Se cumplen hoy 209 años de aquella noche en que nuestros próceres decidieron alzarse en armas contra el poder colonial español y dar a nuestra nación su independencia política. Liberado de las cadenas de opresión colonial, el Paraguay inició su larga marcha en pos de la preservación de su libertad y de su integridad territorial escribiendo con sangre, sudor y lágrimas una épica historia admirada por el mundo entero.

Por tal razón, en retrospectiva, las actuales generaciones de paraguayos y paraguayas tenemos motivos legítimos para sentirnos orgullosos de nuestro pasado como nación y confiar en un futuro mejor, aunque en esta ocasión la magna efeméride patria nos sorprenda en medio de la infortunada pandemia del coronavirus, que tiene en jaque a todo el mundo.

A través del tiempo, nuestro país ha transitado por senderos existenciales álgidos: la guerra de exterminio de la Triple Alianza en el siglo antepasado y la victoriosa del Chaco en el pasado. Nos sobrepusimos a ambos infortunios con heroísmo y gloria, merced al legendario atributo moral de nuestro pueblo de salir airoso en los más difíciles trances de su existencia. Por tanto, la confianza de la presente generación de paraguayos es que, como en otras ocasiones en el pasado, esta vez también sabremos superar la aguda crisis de salud que estamos enfrentando en estos cruciales días con la pandemia.

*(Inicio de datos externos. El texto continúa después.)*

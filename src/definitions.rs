//! Loading of test definitions and fuzzer settings.
//!
//! Both files hold a list of records. Files ending in `.yaml` or `.yml` are
//! parsed as YAML, anything else as JSON.

use std::collections::HashSet;
use std::fs;
use std::path::{Path, PathBuf};

use anyhow::{Context, Result};
use serde::de::DeserializeOwned;
use tracing::{info, warn};

use baf_types::{FuzzerSetting, Test};

/// Tests loaded from one file, with the directory their relative payload
/// paths are resolved against.
#[derive(Debug, Clone)]
pub struct TestSuite {
    pub tests: Vec<Test>,
    pub payload_root: PathBuf,
}

#[derive(Debug, Clone, Copy, PartialEq, Eq)]
enum Format {
    Yaml,
    Json,
}

impl Format {
    fn from_path(path: &Path) -> Self {
        match path
            .extension()
            .and_then(|e| e.to_str())
            .map(|e| e.to_ascii_lowercase())
            .as_deref()
        {
            Some("yaml") | Some("yml") => Format::Yaml,
            _ => Format::Json,
        }
    }
}

fn load_records<T: DeserializeOwned>(path: &Path, what: &str) -> Result<Vec<T>> {
    let raw = fs::read_to_string(path)
        .with_context(|| format!("Failed to read {} file {}", what, path.display()))?;
    let records = match Format::from_path(path) {
        Format::Yaml => serde_yaml::from_str(&raw)
            .with_context(|| format!("Failed to parse {} YAML {}", what, path.display()))?,
        Format::Json => serde_json::from_str(&raw)
            .with_context(|| format!("Failed to parse {} JSON {}", what, path.display()))?,
    };
    Ok(records)
}

/// Load the ordered test list from `path`.
pub fn load_tests(path: &Path) -> Result<TestSuite> {
    let tests: Vec<Test> = load_records(path, "tests")?;
    let payload_root = path
        .parent()
        .map(Path::to_path_buf)
        .unwrap_or_default();
    info!(count = tests.len(), path = %path.display(), "Loaded tests");
    Ok(TestSuite {
        tests,
        payload_root,
    })
}

/// Load the fuzzer settings from `path`.
///
/// Duplicate names are kept but only the first one is ever selected.
pub fn load_fuzzer_settings(path: &Path) -> Result<Vec<FuzzerSetting>> {
    let settings: Vec<FuzzerSetting> = load_records(path, "fuzzer settings")?;
    let mut seen = HashSet::new();
    for setting in &settings {
        if !seen.insert(setting.name.as_str()) {
            warn!(name = %setting.name, "Duplicate fuzzer setting name; the first one wins");
        }
    }
    info!(count = settings.len(), path = %path.display(), "Loaded fuzzer settings");
    Ok(settings)
}
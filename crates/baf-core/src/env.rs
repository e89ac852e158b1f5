//! Server-address lookup.
//!
//! A test names its server indirectly (e.g. `API_SERVER`); the environment maps
//! that name to a base address at URL-construction time.

use std::collections::HashMap;

/// Named lookup of server base addresses.
pub trait Environment {
    fn lookup(&self, name: &str) -> Option<String>;
}

/// Reads process environment variables.
#[derive(Debug, Default, Clone, Copy)]
pub struct ProcessEnvironment;

impl Environment for ProcessEnvironment {
    fn lookup(&self, name: &str) -> Option<String> {
        std::env::var(name).ok()
    }
}

/// Fixed name-to-address map, for tests and embedding.
#[derive(Debug, Default, Clone)]
pub struct MapEnvironment {
    vars: HashMap<String, String>,
}

impl MapEnvironment {
    pub fn new() -> Self {
        Self::default()
    }

    pub fn with(mut self, name: impl Into<String>, value: impl Into<String>) -> Self {
        self.vars.insert(name.into(), value.into());
        self
    }
}

impl Environment for MapEnvironment {
    fn lookup(&self, name: &str) -> Option<String> {
        self.vars.get(name).cloned()
    }
}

Pero, así como la preservación de nuestra independencia e integridad territorial nos confrontó con el desafío de defenderla a capa y espada contra la ambición foránea, también la presente crisis nos impone preservar la independencia moral de nuestra nación contra el acecho, no ya de enemigos externos, sino de la caterva de ladrones de cuello blanco que desde los altos puestos de la administración pública se han lanzado a una feroz arrebatiña de los caudales públicos, mediante artimañas burocráticas centradas en compras fraudulentas, supuestamente dirigidas a paliar las necesidades de los sectores más carenciados de la población, pero en realidad con el fin de quedarse con la parte del león, tirando las migajas a la gente necesitada.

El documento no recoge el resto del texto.